ソウル ネタばれ度:★☆☆ 2001.2.16記

さて困ったこの映画。映画を見る時にどんなにつまらない映画でもどこか良い部分をひとつでも探すようにしているが、この映画はなかなか手強い。

キャッチ・コピーに「ホワイトアウト」「シュリ」のスタッフが贈る新世紀フルメタル・アクション超大作誕生!とあるが、この2つを引き合いに出されてしまうと絶対に面白くないんだろうな、という先入観を持ってしまった。そして見た感想はというと、まさに「シュリ」と「ホワイトアウト」の悪い部分だけが融合された作品、ということになってしまった。
「シュリ」の雑な作りと「ホワイトアウト」の物語のつまらなさがドッキングしているのだからかなり厳しくお寂しい映画になってしまった。

アクション映画だが画面に躍動感が全くなく時間が止まっている感じがしてしまう。犯人グループと銃撃戦途中で韓国警察隊と長瀬智也演じる日本人刑事が言葉の壁の中で作戦について激論しているシーンがある。しかし、その間、時間は止まってしまっているので困ってしまう。その時の犯人側の心境としては「おい兄貴、あいつら何かゴチャゴチャもめてますよ」「そうか、じゃ、こっちもあまり本気で撃つのやめておこうか」「そうですね、今のうちに逃げるというわけにもいきませんしね」てな感じだろうか。だから漫画の実写版として見ると少しはマシなのかもしれない。

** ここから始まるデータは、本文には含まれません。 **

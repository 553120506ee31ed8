//! Database repository shared by all resource operations.
//!
//! Each entity's operations live in their own `impl Repository` block; this file
//! holds the pool and the row helpers used to expand references.

use std::collections::HashMap;

use chrono::Utc;
use sqlx::{sqlite::SqliteRow, Row, Sqlite, SqlitePool, Transaction};

use crate::errors::AppError;
use crate::models::{Subject, UserSummary};

/// Database repository for all data operations.
#[derive(Clone)]
pub struct Repository {
    pub(super) pool: SqlitePool,
}

impl Repository {
    pub fn new(pool: SqlitePool) -> Self {
        Self { pool }
    }

    /// Open a transaction that takes the write lock on its first statement.
    ///
    /// A deferred transaction that reads before writing cannot upgrade its lock
    /// after another connection commits in WAL mode; it fails with SQLITE_BUSY
    /// without waiting on the busy timeout.
    pub(super) async fn begin_write(&self) -> Result<Transaction<'static, Sqlite>, AppError> {
        Ok(self.pool.begin_with("BEGIN IMMEDIATE").await?)
    }

    /// Check whether a row with `id` exists in `table`.
    pub(super) async fn exists(&self, table: &str, id: &str) -> Result<bool, AppError> {
        let row = sqlx::query(&format!("SELECT 1 FROM {} WHERE id = ?", table))
            .bind(id)
            .fetch_optional(&self.pool)
            .await?;
        Ok(row.is_some())
    }

    /// Expand the subject references stored in a link table, grouped by owner.
    ///
    /// With `owner_id` set only that owner's links are read.
    pub(super) async fn subjects_by_owner(
        &self,
        link_table: &str,
        owner_id: Option<&str>,
    ) -> Result<HashMap<String, Vec<Subject>>, AppError> {
        let filter = if owner_id.is_some() {
            "WHERE l.owner_id = ?"
        } else {
            ""
        };
        let sql = format!(
            "SELECT l.owner_id, s.id, s.name, s.hours FROM {} l \
             JOIN subjects s ON s.id = l.subject_id {} ORDER BY s.name, s.id",
            link_table, filter
        );

        let mut query = sqlx::query(&sql);
        if let Some(owner_id) = owner_id {
            query = query.bind(owner_id);
        }
        let rows = query.fetch_all(&self.pool).await?;

        let mut grouped: HashMap<String, Vec<Subject>> = HashMap::new();
        for row in &rows {
            grouped
                .entry(row.get("owner_id"))
                .or_default()
                .push(subject_from_row(row));
        }
        Ok(grouped)
    }
}

/// Current time as an RFC 3339 string.
pub(super) fn now() -> String {
    Utc::now().to_rfc3339()
}

pub(super) fn new_id() -> String {
    uuid::Uuid::new_v4().to_string()
}

pub(super) fn subject_from_row(row: &SqliteRow) -> Subject {
    Subject {
        id: row.get("id"),
        name: row.get("name"),
        hours: row.get("hours"),
    }
}

/// Read a user summary from columns named `{prefix}id`, `{prefix}fiscal_code`, ...
pub(super) fn user_summary_from_row(row: &SqliteRow, prefix: &str) -> UserSummary {
    UserSummary {
        id: row.get(format!("{}id", prefix).as_str()),
        fiscal_code: row.get(format!("{}fiscal_code", prefix).as_str()),
        name: row.get(format!("{}name", prefix).as_str()),
        surname: row.get(format!("{}surname", prefix).as_str()),
    }
}
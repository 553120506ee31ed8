//! Bearer-token authentication and role-based route guards.
//!
//! `require_auth` validates the token and attaches an [`Identity`] to the request;
//! the remaining guards read it and apply one policy. Guards run in the order the
//! route table lists them and reject before the handler is reached.

mod password;
mod policy;
mod token;

pub use password::{hash_password, verify_password};
pub use policy::{is_admin, is_at_least_teacher, is_current_user};
pub use token::{issue_token, validate_token, Claims};

use std::collections::HashMap;

use axum::{
    extract::{Path, Request, State},
    http::{header, HeaderMap},
    middleware::Next,
    response::{IntoResponse, Response},
};
use subtle::ConstantTimeEq;

use crate::errors::AppError;
use crate::models::UserType;
use crate::AppState;

/// Header carrying the admin pre-shared key on signup.
pub const API_KEY_HEADER: &str = "x-api-key";

/// The authenticated caller, decoded from the bearer token.
#[derive(Debug, Clone, PartialEq, Eq)]
pub struct Identity {
    pub user_id: String,
    pub role: UserType,
}

/// A role check applied after `require_auth`, in route-table order.
#[derive(Debug, Clone, Copy, PartialEq, Eq)]
pub enum Guard {
    Admin,
    CurrentUser,
    AtLeastTeacher,
}

/// Guard: a valid bearer token is required.
pub async fn require_auth(
    State(state): State<AppState>,
    mut request: Request,
    next: Next,
) -> Response {
    let identity = match bearer_token(request.headers())
        .and_then(|token| validate_token(&state.config.jwt_secret, token))
    {
        Ok(claims) => Identity::from(claims),
        Err(e) => {
            tracing::debug!("Rejected request to {}: {}", request.uri().path(), e);
            return e.into_response();
        }
    };

    request.extensions_mut().insert(identity);
    next.run(request).await
}

/// Guard: the caller must be an admin.
pub async fn require_admin(request: Request, next: Next) -> Response {
    let verdict = identity(&request).and_then(is_admin);
    match verdict {
        Ok(()) => next.run(request).await,
        Err(e) => reject(&request, e),
    }
}

/// Guard: the caller must own the `{id}` in the path, or be an admin.
pub async fn require_current_user(
    Path(params): Path<HashMap<String, String>>,
    request: Request,
    next: Next,
) -> Response {
    let target = params.get("id").map(String::as_str).unwrap_or_default();
    let verdict = identity(&request).and_then(|identity| is_current_user(identity, target));
    match verdict {
        Ok(()) => next.run(request).await,
        Err(e) => reject(&request, e),
    }
}

/// Guard: the caller must be a teacher or an admin.
pub async fn require_at_least_teacher(request: Request, next: Next) -> Response {
    let verdict = identity(&request).and_then(is_at_least_teacher);
    match verdict {
        Ok(()) => next.run(request).await,
        Err(e) => reject(&request, e),
    }
}

/// Check the admin pre-shared key in `headers`. Without a configured key nothing matches.
pub fn admin_key_matches(expected: Option<&str>, headers: &HeaderMap) -> bool {
    let Some(expected) = expected else {
        return false;
    };
    headers
        .get(API_KEY_HEADER)
        .and_then(|v| v.to_str().ok())
        .is_some_and(|provided| constant_time_compare(provided, expected))
}

/// Extract the token from an `Authorization: Bearer` header.
fn bearer_token(headers: &HeaderMap) -> Result<&str, AppError> {
    let value = headers
        .get(header::AUTHORIZATION)
        .ok_or_else(|| AppError::Unauthorized("Missing Authorization header".to_string()))?
        .to_str()
        .map_err(|_| AppError::Unauthorized("Invalid Authorization header".to_string()))?;

    match value.strip_prefix("Bearer ").map(str::trim) {
        Some(token) if !token.is_empty() => Ok(token),
        _ => Err(AppError::Unauthorized(
            "Authorization header must use the Bearer scheme".to_string(),
        )),
    }
}

/// The identity attached by `require_auth`. Missing means the route table put a
/// role guard in front of authentication.
fn identity(request: &Request) -> Result<&Identity, AppError> {
    request
        .extensions()
        .get::<Identity>()
        .ok_or_else(|| AppError::Unauthorized("Authentication required".to_string()))
}

fn reject(request: &Request, error: AppError) -> Response {
    tracing::debug!("Rejected request to {}: {}", request.uri().path(), error);
    error.into_response()
}

/// Perform constant-time string comparison.
fn constant_time_compare(a: &str, b: &str) -> bool {
    a.as_bytes().ct_eq(b.as_bytes()).into()
}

この映画を長瀬智也目当てで見に来た女の子達は長瀬智也以外で何を思うのだろうか。それはおそらく2つしかないと思う。ひとつは「ソウルってけっこう都会なのね」それと「韓国人って面倒臭そうで付き合いたくないわね」だろう。
日韓共作の映画といっても、この映画を見る限り韓国のイメージは決して良くはないだろう。長瀬刑事が韓国の礼儀や風習にてこずることによって韓国の異文化を紹介しているが、日本人には何とも厄介な人種として映ることだろう。
さらに、ボールがある場所に全員集まってしまう子供のサッカーのように韓国警察隊も犯人グループに振り回され(このグループもどう見ても巨大ではなく少数にしか見えない)、やれあっちだ、今度はこっちだとソウル市内から警察官がいなくなてしまうほどドタバタしてしまう。これも「韓国の警察、何だかなぁ」というイメージしか残らずちょっと心配になってしまった。

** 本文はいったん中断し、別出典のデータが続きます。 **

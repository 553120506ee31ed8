//! Error handling module for the school registry backend.
//!
//! Provides centralized error types with mapping to HTTP status codes and response envelopes.

use axum::{
    extract::rejection::{JsonRejection, QueryRejection},
    http::StatusCode,
    response::{IntoResponse, Response},
    Json,
};
use serde::{Deserialize, Serialize};

/// Error codes as constants to avoid stringly-typed errors.
pub mod codes {
    pub const UNAUTHORIZED: &str = "UNAUTHORIZED";
    pub const FORBIDDEN: &str = "FORBIDDEN";
    pub const NOT_FOUND: &str = "NOT_FOUND";
    pub const VALIDATION_ERROR: &str = "VALIDATION_ERROR";
    pub const INTERNAL_ERROR: &str = "INTERNAL_ERROR";
    pub const DATABASE_ERROR: &str = "DATABASE_ERROR";
    pub const BAD_REQUEST: &str = "BAD_REQUEST";
}

/// Application error type.
#[derive(Debug)]
pub enum AppError {
    /// Missing or invalid bearer token
    Unauthorized(String),
    /// Authenticated, but the role or identity does not satisfy the route policy
    Forbidden(String),
    /// Resource not found
    NotFound(String),
    /// Payload violates a schema constraint
    Validation(String),
    /// Database error
    Database(String),
    /// Internal server error
    Internal(String),
    /// Bad request
    BadRequest(String),
}

impl AppError {
    /// Get the HTTP status code for this error.
    pub fn status_code(&self) -> StatusCode {
        match self {
            AppError::Unauthorized(_) => StatusCode::UNAUTHORIZED,
            AppError::Forbidden(_) => StatusCode::FORBIDDEN,
            AppError::NotFound(_) => StatusCode::NOT_FOUND,
            AppError::Validation(_) => StatusCode::BAD_REQUEST,
            AppError::Database(_) => StatusCode::INTERNAL_SERVER_ERROR,
            AppError::Internal(_) => StatusCode::INTERNAL_SERVER_ERROR,
            AppError::BadRequest(_) => StatusCode::BAD_REQUEST,
        }
    }

    /// Get the error code for this error.
    pub fn error_code(&self) -> &'static str {
        match self {
            AppError::Unauthorized(_) => codes::UNAUTHORIZED,
            AppError::Forbidden(_) => codes::FORBIDDEN,
            AppError::NotFound(_) => codes::NOT_FOUND,
            AppError::Validation(_) => codes::VALIDATION_ERROR,
            AppError::Database(_) => codes::DATABASE_ERROR,
            AppError::Internal(_) => codes::INTERNAL_ERROR,
            AppError::BadRequest(_) => codes::BAD_REQUEST,
        }
    }

    /// Get the error message.
    pub fn message(&self) -> String {
        match self {
            AppError::Unauthorized(msg)
            | AppError::Forbidden(msg)
            | AppError::NotFound(msg)
            | AppError::Validation(msg)
            | AppError::Database(msg)
            | AppError::Internal(msg)
            | AppError::BadRequest(msg) => msg.clone(),
        }
    }
}

impl std::fmt::Display for AppError {
    fn fmt(&self, f: &mut std::fmt::Formatter<'_>) -> std::fmt::Result {
        write!(f, "{}: {}", self.error_code(), self.message())
    }
}

impl std::error::Error for AppError {}

impl From<sqlx::Error> for AppError {
    fn from(err: sqlx::Error) -> Self {
        if let sqlx::Error::Database(db_err) = &err {
            if db_err.is_unique_violation() {
                tracing::debug!("Unique constraint violated: {}", db_err);
                return AppError::Validation(format!("Duplicate value: {}", db_err.message()));
            }
            if db_err.is_foreign_key_violation() {
                tracing::debug!("Foreign key constraint violated: {}", db_err);
                return AppError::Validation(
                    "Referenced record does not exist".to_string(),
                );
            }
            if db_err.is_check_violation() {
                tracing::debug!("Check constraint violated: {}", db_err);
                return AppError::Validation(format!("Constraint violated: {}", db_err.message()));
            }
        }
        tracing::error!("Database error: {:?}", err);
        AppError::Database(format!("Database error: {}", err))
    }
}

impl From<serde_json::Error> for AppError {
    fn from(err: serde_json::Error) -> Self {
        tracing::debug!("JSON error: {:?}", err);
        AppError::BadRequest(format!("JSON error: {}", err))
    }
}

impl From<JsonRejection> for AppError {
    fn from(rejection: JsonRejection) -> Self {
        tracing::debug!("Rejected request body: {}", rejection.body_text());
        match rejection {
            // Well-formed JSON that does not fit the payload type
            JsonRejection::JsonDataError(e) => AppError::Validation(e.body_text()),
            other => AppError::BadRequest(other.body_text()),
        }
    }
}

impl From<QueryRejection> for AppError {
    fn from(rejection: QueryRejection) -> Self {
        tracing::debug!("Rejected query string: {}", rejection.body_text());
        AppError::Validation(rejection.body_text())
    }
}

/// Error details in the response envelope.
#[derive(Debug, Serialize, Deserialize)]
pub struct ErrorDetails {
    pub code: String,
    pub message: String,
}

/// Error response envelope.
#[derive(Debug, Serialize, Deserialize)]
pub struct ErrorResponse {
    pub success: bool,
    pub error: ErrorDetails,
}

impl ErrorResponse {
    pub fn new(error: &AppError) -> Self {
        Self {
            success: false,
            error: ErrorDetails {
                code: error.error_code().to_string(),
                message: error.message(),
            },
        }
    }
}

impl IntoResponse for AppError {
    fn into_response(self) -> Response {
        let status = self.status_code();
        let body = ErrorResponse::new(&self);
        (status, Json(body)).into_response()
    }
}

韓国側刑事のチェ ミンス、これが頑固者なのか心に傷を負っているのか分からないが、単なる変わり者にしか見えないところもこの映画に深みが見えてこない原因なのかもしれない。だいたいこの人「ユリョン」という映画でも頑固一徹だったし、ドラマ「愛の伝説」では優柔不断な弁護士であったりとどうもまともな性格での役を見たことがない。そしてたたずまいが暗い。韓国ではそのあたりがウケているのかもしれないが。

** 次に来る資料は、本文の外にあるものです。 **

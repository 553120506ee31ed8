//! Integration tests for the school registry backend.

use std::sync::Arc;

use reqwest::{Client, RequestBuilder, Response};
use serde_json::{json, Value};
use tempfile::TempDir;

use crate::config::Config;
use crate::db::{init_database, Repository};
use crate::{create_router, AppState};

const ADMIN_KEY: &str = "test-admin-key";
const PASSWORD: &str = "correct-horse";

/// Test fixture for integration tests.
struct TestFixture {
    client: Client,
    base_url: String,
    _temp_dir: TempDir,
}

impl TestFixture {
    async fn new() -> Self {
        Self::with_psk(Some(ADMIN_KEY.to_string())).await
    }

    async fn with_psk(psk: Option<String>) -> Self {
        let temp_dir = TempDir::new().expect("Failed to create temp dir");
        let db_path = temp_dir.path().join("test.sqlite");

        // Initialize database
        let pool = init_database(&db_path).await.expect("Failed to init DB");
        let repo = Arc::new(Repository::new(pool));

        // Create config
        let config = Config {
            db_path,
            bind_addr: "127.0.0.1:0".parse().unwrap(),
            log_level: "warn".to_string(),
            jwt_secret: "test-token-secret".to_string(),
            jwt_secret_generated: false,
            token_ttl_secs: 3600,
            admin_psk: psk,
        };

        let state = AppState {
            repo,
            config: Arc::new(config),
        };

        let app = create_router(state);

        // Bind to random port
        let listener = tokio::net::TcpListener::bind("127.0.0.1:0")
            .await
            .expect("Failed to bind");
        let addr = listener.local_addr().expect("Failed to get addr");
        let base_url = format!("http://{}", addr);

        // Spawn server
        tokio::spawn(async move {
            axum::serve(listener, app).await.unwrap();
        });

        // Wait for server to start
        tokio::time::sleep(tokio::time::Duration::from_millis(100)).await;

        TestFixture {
            client: Client::new(),
            base_url,
            _temp_dir: temp_dir,
        }
    }

    fn url(&self, path: &str) -> String {
        format!("{}{}", self.base_url, path)
    }

    /// Sign up a user of the given type and return its id.
    async fn signup(&self, user_type: &str, fiscal_code: &str, email: &str) -> String {
        let resp = self
            .client
            .post(self.url("/auth/signup"))
            .header("x-api-key", ADMIN_KEY)
            .json(&json!({
                "fiscalCode": fiscal_code,
                "name": "Test",
                "surname": user_type,
                "type": user_type,
                "email": email,
                "password": PASSWORD
            }))
            .send()
            .await
            .unwrap();

        assert_eq!(resp.status(), 201);
        let body: Value = resp.json().await.unwrap();
        body["data"]["id"].as_str().unwrap().to_string()
    }

    /// Log in and return the bearer token.
    async fn login(&self, email: &str) -> String {
        let resp = self
            .client
            .post(self.url("/auth/login"))
            .json(&json!({ "email": email, "password": PASSWORD }))
            .send()
            .await
            .unwrap();

        assert_eq!(resp.status(), 200);
        let body: Value = resp.json().await.unwrap();
        body["data"]["token"].as_str().unwrap().to_string()
    }

    /// Sign up and log in a user, returning `(id, token)`.
    async fn account(&self, user_type: &str, fiscal_code: &str, email: &str) -> (String, String) {
        let id = self.signup(user_type, fiscal_code, email).await;
        let token = self.login(email).await;
        (id, token)
    }

    async fn admin(&self) -> (String, String) {
        self.account("admin", "ADMNAA80A01H501A", "admin@school.test")
            .await
    }

    fn get(&self, path: &str, token: &str) -> RequestBuilder {
        self.client.get(self.url(path)).bearer_auth(token)
    }

    fn post(&self, path: &str, token: &str) -> RequestBuilder {
        self.client.post(self.url(path)).bearer_auth(token)
    }

    fn put(&self, path: &str, token: &str) -> RequestBuilder {
        self.client.put(self.url(path)).bearer_auth(token)
    }

    fn delete(&self, path: &str, token: &str) -> RequestBuilder {
        self.client.delete(self.url(path)).bearer_auth(token)
    }
}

最後の長瀬刑事が帰国する時の空港でのシーンもお笑いを通り越して赤面してしまうほどの設定で恥かしい。通訳の女性刑事キム ジヨンは全く知らない女性だったが、彼女が抜擢された理由は、日本語ができる(たぶん本当にできるのだと思うのだが)以外にあったのだろうか。
彼女はソウル市内で犯人一味の一人に撃たれ左腕を負傷してしまう。翌日、彼女は左袖が弾丸によって破れ傷がついたままの前日と同じパンツ・スーツを着ているが、彼女は家に帰らなかったのだろうか。長瀬刑事が目撃した犯人は何で夜の公園で挑戦的な態度で現れるか。そしてその追跡時になぜ犯人一味の主犯が車で突然現れるのか。などとくだらないことばかりに気が回ってしまうのも悲しい。
72時間というソウル滞在特別許可をもらった長瀬刑事が短期間で韓国語のヒアリングを身につけてしまうのも見事だ。

ワールドカップ直前、テレビや映画で日韓共同作品や特集がたくさん企画されているが、ワールドカップ終了以降も韓国へ目を向ける傾向は続くのだろうか。聞けば1988年のソウル・オリンピックの時もその時代なりに韓国ブームが起こったらしいが終了後は潮が引くごとくブームは去ってしまったらしい。はたして今のにわか韓国ブームらしきは一過性のものなのか。